> Instructions for the task
Please print each record exactly, omitting none of them.

(Stored data)

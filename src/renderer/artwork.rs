//! Artwork rendering boundary.
//!
//! The simulation only asks for frames by key; how a frame gets drawn is up to
//! the `ArtworkRenderer` implementation. Renderers must be pure: the same key
//! always produces the same image, so results can be cached and rendered
//! speculatively on worker threads.

use image::{Rgba, RgbaImage};

use crate::core::error::{CritterError, Result};
use crate::entity::behavior::BehaviorState;
use crate::entity::species::{ColorVariant, Species};

/// Largest frame edge a renderer will produce (pixels).
pub const MAX_RENDER_SIZE: u32 = 1024;

/// Identifies one rendered frame.
#[derive(Clone, Copy, Debug, PartialEq, Eq, Hash)]
pub struct FrameKey {
    pub species: Species,
    pub color: ColorVariant,
    pub state: BehaviorState,
    pub frame: u32,
    pub size: u32,
}

/// Number of frames in each state's cycle.
pub fn default_frame_count(state: BehaviorState) -> u32 {
    match state {
        BehaviorState::Idle => 4,
        BehaviorState::Walking | BehaviorState::Exiting | BehaviorState::Entering => 6,
        BehaviorState::Running | BehaviorState::Chasing => 6,
        BehaviorState::Sleeping => 2,
        BehaviorState::Happy => 4,
        BehaviorState::Dragging => 2,
    }
}

/// Seconds each frame of a state is shown.
pub fn default_frame_duration(state: BehaviorState) -> f32 {
    match state {
        BehaviorState::Idle => 0.25,
        BehaviorState::Walking | BehaviorState::Exiting | BehaviorState::Entering => 0.12,
        BehaviorState::Running | BehaviorState::Chasing => 0.08,
        BehaviorState::Sleeping => 0.8,
        BehaviorState::Happy => 0.15,
        BehaviorState::Dragging => 0.3,
    }
}

/// Produces frame images for the simulation.
pub trait ArtworkRenderer: Send + Sync {
    fn render_frame(&self, key: &FrameKey) -> Result<RgbaImage>;

    fn frame_count(&self, state: BehaviorState) -> u32 {
        default_frame_count(state)
    }

    fn frame_duration(&self, state: BehaviorState) -> f32 {
        default_frame_duration(state)
    }
}

/// Placeholder renderer drawing a colored blob that bobs per frame.
///
/// Lets the engine run headless and in tests without real species artwork.
#[derive(Clone, Copy, Debug, Default)]
pub struct SilhouetteRenderer;

impl ArtworkRenderer for SilhouetteRenderer {
    fn render_frame(&self, key: &FrameKey) -> Result<RgbaImage> {
        if key.size == 0 || key.size > MAX_RENDER_SIZE {
            return Err(CritterError::Render(format!(
                "size {} outside 1..={}",
                key.size, MAX_RENDER_SIZE
            )));
        }

        let size = key.size as f32;
        let [r, g, b] = key.color.rgb();
        let body = Rgba([r, g, b, 255]);

        // Sleeping agents lie flat, everything else bobs with the frame
        let (rx, ry) = match key.state {
            BehaviorState::Sleeping => (size * 0.45, size * 0.22),
            _ => (size * 0.38, size * 0.34),
        };
        let count = self.frame_count(key.state).max(1) as f32;
        let phase = (key.frame as f32 / count) * std::f32::consts::TAU;
        let bob = phase.sin() * size * 0.04;
        let cx = size / 2.0;
        let cy = size - ry - size * 0.06 + bob;

        let mut img = RgbaImage::new(key.size, key.size);
        for (x, y, pixel) in img.enumerate_pixels_mut() {
            let dx = (x as f32 + 0.5 - cx) / rx;
            let dy = (y as f32 + 0.5 - cy) / ry;
            if dx * dx + dy * dy <= 1.0 {
                *pixel = body;
            }
        }
        Ok(img)
    }
}

#[cfg(test)]
mod tests {
    use super::*;

    fn key(state: BehaviorState, frame: u32, size: u32) -> FrameKey {
        FrameKey {
            species: Species::Dog,
            color: ColorVariant::Golden,
            state,
            frame,
            size,
        }
    }

    #[test]
    fn test_every_state_has_frames() {
        for state in BehaviorState::ALL {
            assert!(default_frame_count(state) > 0);
            assert!(default_frame_duration(state) > 0.0);
        }
    }

    #[test]
    fn test_silhouette_has_requested_size_and_body_pixels() {
        let img = SilhouetteRenderer.render_frame(&key(BehaviorState::Idle, 0, 32)).unwrap();
        assert_eq!(img.dimensions(), (32, 32));
        let [r, g, b] = ColorVariant::Golden.rgb();
        assert_eq!(img.get_pixel(16, 20), &Rgba([r, g, b, 255]));
        assert_eq!(img.get_pixel(0, 0)[3], 0);
    }

    #[test]
    fn test_silhouette_is_deterministic() {
        let k = key(BehaviorState::Walking, 3, 48);
        let a = SilhouetteRenderer.render_frame(&k).unwrap();
        let b = SilhouetteRenderer.render_frame(&k).unwrap();
        assert_eq!(a, b);
    }

    #[test]
    fn test_invalid_size_is_an_error() {
        assert!(SilhouetteRenderer.render_frame(&key(BehaviorState::Idle, 0, 0)).is_err());
        assert!(SilhouetteRenderer
            .render_frame(&key(BehaviorState::Idle, 0, MAX_RENDER_SIZE + 1))
            .is_err());
    }
}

> Answer to this task
filename src/renderer/artwork.rs
//! Artwork rendering boundary.
//!
//! The simulation only asks for frames by key; how a frame gets drawn is up to
//! the `ArtworkRenderer` implementation. Renderers must be pure: the same key
//! always produces the same image, so results can be cached and rendered
//! speculatively on worker threads.

use image::{Rgba, RgbaImage};

use crate::core::error::{CritterError, Result};
use crate::entity::behavior::BehaviorState;
use crate::entity::species::{ColorVariant, Species};

/// Largest frame edge a renderer will produce (pixels).
pub const MAX_RENDER_SIZE: u32 = 1024;

/// Identifies one rendered frame.
#[derive(Clone, Copy, Debug, PartialEq, Eq, Hash)]
pub struct FrameKey {
    pub species: Species,
    pub color: ColorVariant,
    pub state: BehaviorState,
    pub frame: u32,
    pub size: u32,
}

/// Number of frames in each state's cycle.
pub fn default_frame_count(state: BehaviorState) -> u32 {
    match state {
        BehaviorState::Idle => 4,
        BehaviorState::Walking | BehaviorState::Exiting | BehaviorState::Entering => 6,
        BehaviorState::Running | BehaviorState::Chasing => 6,
        BehaviorState::Sleeping => 2,
        BehaviorState::Happy => 4,
        BehaviorState::Dragging => 2,
    }
}

/// Seconds each frame of a state is shown.
pub fn default_frame_duration(state: BehaviorState) -> f32 {
    match state {
        BehaviorState::Idle => 0.25,
        BehaviorState::Walking | BehaviorState::Exiting | BehaviorState::Entering => 0.12,
        BehaviorState::Running | BehaviorState::Chasing => 0.08,
        BehaviorState::Sleeping => 0.8,
        BehaviorState::Happy => 0.15,
        BehaviorState::Dragging => 0.3,
    }
}

/// Produces frame images for the simulation.
pub trait ArtworkRenderer: Send + Sync {
    fn render_frame(&self, key: &FrameKey) -> Result<RgbaImage>;

    fn frame_count(&self, state: BehaviorState) -> u32 {
        default_frame_count(state)
    }

    fn frame_duration(&self, state: BehaviorState) -> f32 {
        default_frame_duration(state)
    }
}

/// Placeholder renderer drawing a colored blob that bobs per frame.
///
/// Lets the engine run headless and in tests without real species artwork.
#[derive(Clone, Copy, Debug, Default)]
pub struct SilhouetteRenderer;

impl ArtworkRenderer for SilhouetteRenderer {
    fn render_frame(&self, key: &FrameKey) -> Result<RgbaImage> {
        if key.size == 0 || key.size > MAX_RENDER_SIZE {
            return Err(CritterError::Render(format!(
                "size {} outside 1..={}",
                key.size, MAX_RENDER_SIZE
            )));
        }

        let size = key.size as f32;
        let [r, g, b] = key.color.rgb();
        let body = Rgba([r, g, b, 255]);

        // Sleeping agents lie flat, everything else bobs with the frame
        let (rx, ry) = match key.state {
            BehaviorState::Sleeping => (size * 0.45, size * 0.22),
            _ => (size * 0.38, size * 0.34),
        };
        let count = self.frame_count(key.state).max(1) as f32;
        let phase = (key.frame as f32 / count) * std::f32::consts::TAU;
        let bob = phase.sin() * size * 0.04;
        let cx = size / 2.0;
        let cy = size - ry - size * 0.06 + bob;

        let mut img = RgbaImage::new(key.size, key.size);
        for (x, y, pixel) in img.enumerate_pixels_mut() {
            let dx = (x as f32 + 0.5 - cx) / rx;
            let dy = (y as f32 + 0.5 - cy) / ry;
            if dx * dx + dy * dy <= 1.0 {
                *pixel = body;
            }
        }
        Ok(img)
    }
}

#[cfg(test)]
mod tests {
    use super::*;

    fn key(state: BehaviorState, frame: u32, size: u32) -> FrameKey {
        FrameKey {
            species: Species::Dog,
            color: ColorVariant::Golden,
            state,
            frame,
            size,
        }
    }

    #[test]
    fn test_every_state_has_frames() {
        for state in BehaviorState::ALL {
            assert!(default_frame_count(state) > 0);
            assert!(default_frame_duration(state) > 0.0);
        }
    }

    #[test]
    fn test_silhouette_has_requested_size_and_body_pixels() {
        let img = SilhouetteRenderer.render_frame(&key(BehaviorState::Idle, 0, 32)).unwrap();
        assert_eq!(img.dimensions(), (32, 32));
        let [r, g, b] = ColorVariant::Golden.rgb();
        assert_eq!(img.get_pixel(16, 20), &Rgba([r, g, b, 255]));
        assert_eq!(img.get_pixel(0, 0)[3], 0);
    }

    #[test]
    fn test_silhouette_is_deterministic() {
        let k = key(BehaviorState::Walking, 3, 48);
        let a = SilhouetteRenderer.render_frame(&k).unwrap();
        let b = SilhouetteRenderer.render_frame(&k).unwrap();
        assert_eq!(a, b);
    }

    #[test]
    fn test_invalid_size_is_an_error() {
        assert!(SilhouetteRenderer.render_frame(&key(BehaviorState::Idle, 0, 0)).is_err());
        assert!(SilhouetteRenderer
            .render_frame(&key(BehaviorState::Idle, 0, MAX_RENDER_SIZE + 1))
            .is_err());
    }
}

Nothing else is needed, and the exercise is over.